Fiquei muito contente porque a Ana Maria Vasconcelos é uma jovem talentosa alagoana. Eu já passei do “tão jovem”. É bacana ver que, de alguma forma, nós duas representamos o que vemos nas livrarias. Você entra em uma livraria e vê muita mulher escrevendo coisas ótimas; cada vez mais autoras e jovens escritoras.

Parece que, de alguns anos para cá, a voz das mulheres se colocou de forma muito forte na literatura. Vozes que estavam caladas em uma pluralidade enorme, falando de seus territórios, condições, raças e crenças. Isso é muito rico. Ter duas mulheres muito diferentes em idade, território e temas conquistando um prêmio desses dá voz a essa pluralidade.

Eu sou professora no Instituto Vera Cruz e vejo nascer ótimos escritores também — que os meninos não me massacrem por isso —, mas a presença maciça feminina é inegável. Foi gostoso ganhar esse prêmio. Uma honra e um privilégio enorme. Ele dá visibilidade a todas as mulheres do Brasil.
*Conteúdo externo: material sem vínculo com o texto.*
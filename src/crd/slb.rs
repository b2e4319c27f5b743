//! # Classic Load Balancer
//!
//! Server Load Balancer (CLB) instance managed resource.

use super::{impl_managed, ManagedStatus, ResourceSpec};
use kube::CustomResource;
use schemars::JsonSchema;
use serde::{Deserialize, Serialize};

#[derive(CustomResource, Debug, Clone, PartialEq, Deserialize, Serialize, JsonSchema)]
#[kube(
    group = "slb.alibaba.crossplane.io",
    version = "v1alpha1",
    kind = "CLB",
    category = "crossplane",
    category = "managed",
    category = "alibaba",
    status = "CLBStatus",
    printcolumn = r#"{"name":"ADDRESS", "type":"string", "jsonPath":".status.atProvider.address"}"#,
    printcolumn = r#"{"name":"STATUS", "type":"string", "jsonPath":".status.atProvider.loadBalancerStatus"}"#,
    printcolumn = r#"{"name":"AGE", "type":"date", "jsonPath":".metadata.creationTimestamp"}"#
)]
#[serde(rename_all = "camelCase")]
pub struct CLBSpec {
    #[serde(flatten)]
    pub resource_spec: ResourceSpec,
    #[serde(default)]
    pub for_provider: CLBParameters,
}

/// Desired state of a CLB instance
#[derive(Debug, Clone, Default, PartialEq, Eq, Deserialize, Serialize, JsonSchema)]
#[serde(rename_all = "camelCase")]
pub struct CLBParameters {
    #[serde(default, skip_serializing_if = "Option::is_none")]
    pub load_balancer_name: Option<String>,
    /// internet or intranet
    #[serde(default, skip_serializing_if = "Option::is_none")]
    pub address_type: Option<String>,
    /// ipv4 or ipv6
    #[serde(default, skip_serializing_if = "Option::is_none")]
    pub address_ip_version: Option<String>,
    /// paybybandwidth or paybytraffic
    #[serde(default, skip_serializing_if = "Option::is_none")]
    pub internet_charge_type: Option<String>,
    /// Peak bandwidth in Mbit/s for pay-by-bandwidth instances
    #[serde(default, skip_serializing_if = "Option::is_none")]
    pub bandwidth: Option<i32>,
    /// Instance specification, e.g. `slb.s1.small`
    #[serde(default, skip_serializing_if = "Option::is_none")]
    pub load_balancer_spec: Option<String>,
    #[serde(default, rename = "vpcID", skip_serializing_if = "Option::is_none")]
    pub vpc_id: Option<String>,
    #[serde(default, rename = "vSwitchID", skip_serializing_if = "Option::is_none")]
    pub vswitch_id: Option<String>,
    #[serde(default, rename = "masterZoneID", skip_serializing_if = "Option::is_none")]
    pub master_zone_id: Option<String>,
    #[serde(default, rename = "slaveZoneID", skip_serializing_if = "Option::is_none")]
    pub slave_zone_id: Option<String>,
    #[serde(default, skip_serializing_if = "Option::is_none")]
    pub pay_type: Option<String>,
    /// Private IP to assign to an intranet instance
    #[serde(default, skip_serializing_if = "Option::is_none")]
    pub address: Option<String>,
    #[serde(default, rename = "resourceGroupID", skip_serializing_if = "Option::is_none")]
    pub resource_group_id: Option<String>,
}

/// Observed state of a CLB instance
#[derive(Debug, Clone, Default, PartialEq, Eq, Deserialize, Serialize, JsonSchema)]
#[serde(rename_all = "camelCase")]
pub struct CLBObservation {
    #[serde(default)]
    pub address: String,
    #[serde(default, rename = "loadBalancerID")]
    pub load_balancer_id: String,
    #[serde(default)]
    pub load_balancer_status: String,
    #[serde(default)]
    pub network_type: String,
    #[serde(default, rename = "vpcID")]
    pub vpc_id: String,
    #[serde(default, rename = "vSwitchID")]
    pub vswitch_id: String,
    #[serde(default)]
    pub create_time: String,
}

pub type CLBStatus = ManagedStatus<CLBObservation>;

impl_managed!(CLB, CLBObservation);
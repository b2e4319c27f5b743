//! # Request Signing
//!
//! HMAC-SHA1 signatures used by Alibaba Cloud:
//!
//! - RPC (signature version 1.0): `base64(hmac_sha1(secret + "&", "GET&%2F&" + enc(canonical_query)))`
//! - OSS: `Authorization: OSS <AccessKeyId>:<Signature>` over verb, MD5, type, date, `x-oss-*` headers and resource
//! - SLS: `Authorization: LOG <AccessKeyId>:<Signature>` over verb, MD5, type, date, `x-log-*`/`x-acs-*` headers and resource
//!
//! References:
//! - [RPC signature](https://www.alibabacloud.com/help/en/sdk/product-overview/rpc-mechanism)
//! - [OSS signature](https://www.alibabacloud.com/help/en/oss/developer-reference/include-signatures-in-the-authorization-header)
//! - [SLS signature](https://www.alibabacloud.com/help/en/sls/developer-reference/request-signatures)

use base64::{engine::general_purpose, Engine as _};
use hmac::{Hmac, Mac};
use sha1::Sha1;
use std::collections::BTreeMap;

type HmacSha1 = Hmac<Sha1>;

/// RFC 3986 percent encoding as Alibaba Cloud expects it
///
/// Unreserved characters (`A-Z a-z 0-9 - _ . ~`) stay as they are, space
/// becomes `%20` and `*` becomes `%2A`.
#[must_use]
pub fn percent_encode(value: &str) -> String {
    url::form_urlencoded::byte_serialize(value.as_bytes())
        .collect::<String>()
        .replace('+', "%20")
        .replace('*', "%2A")
        .replace("%7E", "~")
}

/// Sorted, percent-encoded `k=v&k=v` query
#[must_use]
pub fn canonical_query(params: &BTreeMap<String, String>) -> String {
    params
        .iter()
        .map(|(k, v)| format!("{}={}", percent_encode(k), percent_encode(v)))
        .collect::<Vec<_>>()
        .join("&")
}

/// String-to-sign of an RPC request
#[must_use]
pub fn rpc_string_to_sign(method: &str, canonical_query: &str) -> String {
    format!(
        "{method}&{}&{}",
        percent_encode("/"),
        percent_encode(canonical_query)
    )
}

/// Signature of an RPC request; the key is the access key secret followed by `&`
#[must_use]
pub fn sign_rpc(method: &str, params: &BTreeMap<String, String>, access_key_secret: &str) -> String {
    let string_to_sign = rpc_string_to_sign(method, &canonical_query(params));
    hmac_sha1_base64(&format!("{access_key_secret}&"), &string_to_sign)
}

/// Base64 of HMAC-SHA1
#[must_use]
pub fn hmac_sha1_base64(key: &str, data: &str) -> String {
    // HMAC accepts keys of any length
    let Ok(mut mac) = HmacSha1::new_from_slice(key.as_bytes()) else {
        return String::new();
    };
    mac.update(data.as_bytes());
    general_purpose::STANDARD.encode(mac.finalize().into_bytes())
}

/// Parts of a REST request covered by the OSS and SLS signatures
#[derive(Debug, Clone)]
pub struct RestSigningInput<'a> {
    pub verb: &'a str,
    pub content_md5: &'a str,
    pub content_type: &'a str,
    pub date: &'a str,
    /// Headers in their final form; only vendor headers are signed
    pub headers: &'a BTreeMap<String, String>,
    pub resource: &'a str,
}

/// String-to-sign of an OSS request
#[must_use]
pub fn oss_string_to_sign(input: &RestSigningInput<'_>) -> String {
    let oss_headers: String = input
        .headers
        .iter()
        .map(|(k, v)| (k.to_ascii_lowercase(), v))
        .filter(|(k, _)| k.starts_with("x-oss-"))
        .map(|(k, v)| format!("{k}:{}\n", v.trim()))
        .collect();
    format!(
        "{}\n{}\n{}\n{}\n{oss_headers}{}",
        input.verb, input.content_md5, input.content_type, input.date, input.resource
    )
}

/// String-to-sign of an SLS request
#[must_use]
pub fn sls_string_to_sign(input: &RestSigningInput<'_>) -> String {
    let log_headers = input
        .headers
        .iter()
        .map(|(k, v)| (k.to_ascii_lowercase(), v))
        .filter(|(k, _)| k.starts_with("x-log-") || k.starts_with("x-acs-"))
        .map(|(k, v)| format!("{k}:{}", v.trim()))
        .collect::<Vec<_>>()
        .join("\n");
    format!(
        "{}\n{}\n{}\n{}\n{log_headers}\n{}",
        input.verb, input.content_md5, input.content_type, input.date, input.resource
    )
}

/// Uppercase hex MD5, the `Content-MD5` form SLS expects
#[must_use]
pub fn content_md5_hex_upper(body: &[u8]) -> String {
    format!("{:X}", md5::compute(body))
}

/// Base64 MD5, the `Content-MD5` form OSS expects
#[must_use]
pub fn content_md5_base64(body: &[u8]) -> String {
    general_purpose::STANDARD.encode(md5::compute(body).0)
}

/// RFC 1123 date in GMT as used by the `Date` header
#[must_use]
pub fn http_date(now: chrono::DateTime<chrono::Utc>) -> String {
    now.format("%a, %d %b %Y %H:%M:%S GMT").to_string()
}
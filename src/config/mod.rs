//! # Configuration
//!
//! Controller configuration loaded from environment variables.

mod controller;

pub use controller::{ControllerConfig, LogFormat};
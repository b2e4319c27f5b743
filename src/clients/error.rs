//! # Client Errors

use serde::Deserialize;

/// An error reported by an Alibaba Cloud service
///
/// Not-found and idempotent-conflict handling match on [`CloudError::code`].
#[derive(Debug, Clone, PartialEq, Eq, thiserror::Error)]
#[error("{code}: {message} (RequestId: {request_id}, HTTP {status})")]
pub struct CloudError {
    pub code: String,
    pub message: String,
    pub request_id: String,
    pub status: u16,
}

impl CloudError {
    pub fn new(code: impl Into<String>, message: impl Into<String>) -> Self {
        Self {
            code: code.into(),
            message: message.into(),
            request_id: String::new(),
            status: 0,
        }
    }

    /// A synthetic not-found error for describe calls that return an empty list
    pub(crate) fn not_found(code: &str, id: &str) -> Self {
        Self {
            code: code.to_string(),
            message: format!("The specified resource {id} is not found."),
            request_id: String::new(),
            status: 404,
        }
    }
}

/// Errors returned by the cloud clients
#[derive(Debug, thiserror::Error)]
pub enum ClientError {
    #[error("invalid client configuration: {0}")]
    InvalidConfig(String),
    #[error("failed to build HTTP client: {0}")]
    Build(#[source] reqwest::Error),
    #[error(transparent)]
    Service(#[from] CloudError),
    #[error("request failed: {0}")]
    Transport(#[from] reqwest::Error),
    #[error("cannot decode response: {0}")]
    Decode(String),
    #[error("cannot encode request: {0}")]
    Encode(String),
}

impl ClientError {
    /// The service error code, if the service answered with one
    #[must_use]
    pub fn code(&self) -> Option<&str> {
        match self {
            Self::Service(e) => Some(e.code.as_str()),
            _ => None,
        }
    }

    /// Whether the service error code is one of `codes`
    #[must_use]
    pub fn has_code(&self, codes: &[&str]) -> bool {
        self.code().is_some_and(|c| codes.contains(&c))
    }
}

/// Error body of the RPC services: `{"Code": ..., "Message": ..., "RequestId": ...}`
#[derive(Debug, Default, Deserialize)]
#[serde(rename_all = "PascalCase")]
pub(crate) struct RpcErrorBody {
    #[serde(default)]
    pub code: String,
    #[serde(default)]
    pub message: String,
    #[serde(default)]
    pub request_id: String,
}

/// Error body of Log Service: `{"errorCode": ..., "errorMessage": ...}`
#[derive(Debug, Default, Deserialize)]
#[serde(rename_all = "camelCase")]
pub(crate) struct SlsErrorBody {
    #[serde(default)]
    pub error_code: String,
    #[serde(default)]
    pub error_message: String,
}

/// Error body of OSS: `<Error><Code/><Message/><RequestId/></Error>`
#[derive(Debug, Default, Deserialize)]
#[serde(rename = "Error", rename_all = "PascalCase")]
pub(crate) struct OssErrorBody {
    #[serde(default)]
    pub code: String,
    #[serde(default)]
    pub message: String,
    #[serde(default)]
    pub request_id: String,
}

/// Turn a non-success HTTP answer into a [`CloudError`]
///
/// Bodies that do not parse keep the raw text as the message and use the
/// HTTP status as the code.
pub(crate) fn decode_rpc_error(status: u16, body: &str) -> CloudError {
    match serde_json::from_str::<RpcErrorBody>(body) {
        Ok(e) if !e.code.is_empty() => CloudError {
            code: e.code,
            message: e.message,
            request_id: e.request_id,
            status,
        },
        _ => raw_error(status, body),
    }
}

pub(crate) fn decode_sls_error(status: u16, body: &str, request_id: Option<&str>) -> CloudError {
    match serde_json::from_str::<SlsErrorBody>(body) {
        Ok(e) if !e.error_code.is_empty() => CloudError {
            code: e.error_code,
            message: e.error_message,
            request_id: request_id.unwrap_or_default().to_string(),
            status,
        },
        _ => raw_error(status, body),
    }
}

pub(crate) fn decode_oss_error(status: u16, body: &str) -> CloudError {
    match quick_xml::de::from_str::<OssErrorBody>(body) {
        Ok(e) if !e.code.is_empty() => CloudError {
            code: e.code,
            message: e.message,
            request_id: e.request_id,
            status,
        },
        _ => raw_error(status, body),
    }
}

fn raw_error(status: u16, body: &str) -> CloudError {
    CloudError {
        code: status.to_string(),
        message: body.to_string(),
        request_id: String::new(),
        status,
    }
}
Como é escrever obras para crianças e também para adultos? Quais serão os seus próximos trabalhos?

O processo criativo é muito misterioso. Tenho um livro para os pequenos chamado Ainda. Ele surgiu porque eu estava pensando nesse tempo do “ainda” semanticamente: “ainda ontem” ou “quem sabe um dia ainda”. Eu ia trabalhar isso no Ressuscitar Mamutes, que tem um ensaio sobre os “hojes”. Ia falar dos “aindas”, mas quando fui escrever, saiu um livro para criança.

Tem esse mistério que não sei explicar e gosto de vivê-lo. Não há dúvida de que, na hora de escrever para os pequenos, eu recupero dentro de mim a criança que está em todos nós. Gosto de dizer “literatura para crianças”, não “literatura infantil”, porque o adjetivo parece minimizar. O “infantil”, na verdade, é o imorredouro em todos nós. Freud não me deixa mentir. É esse infantil em mim que escreve para as crianças e que conversa com o infantil dos adultos que leem.

Há um livro para crianças que sairá pelo selo Yellow Punch, da Autêntica — será meu primeiro livro para crianças pela editora que publica meus romances adultos. O título ainda não está definido, mas deve sair no primeiro semestre. Há outras coisas começando, mas ainda muito no início e prefiro não falar. Mas estamos sempre escrevendo. Se vai resultar em livro ou não, é outro departamento, mas quem escreve, sempre está escrevendo.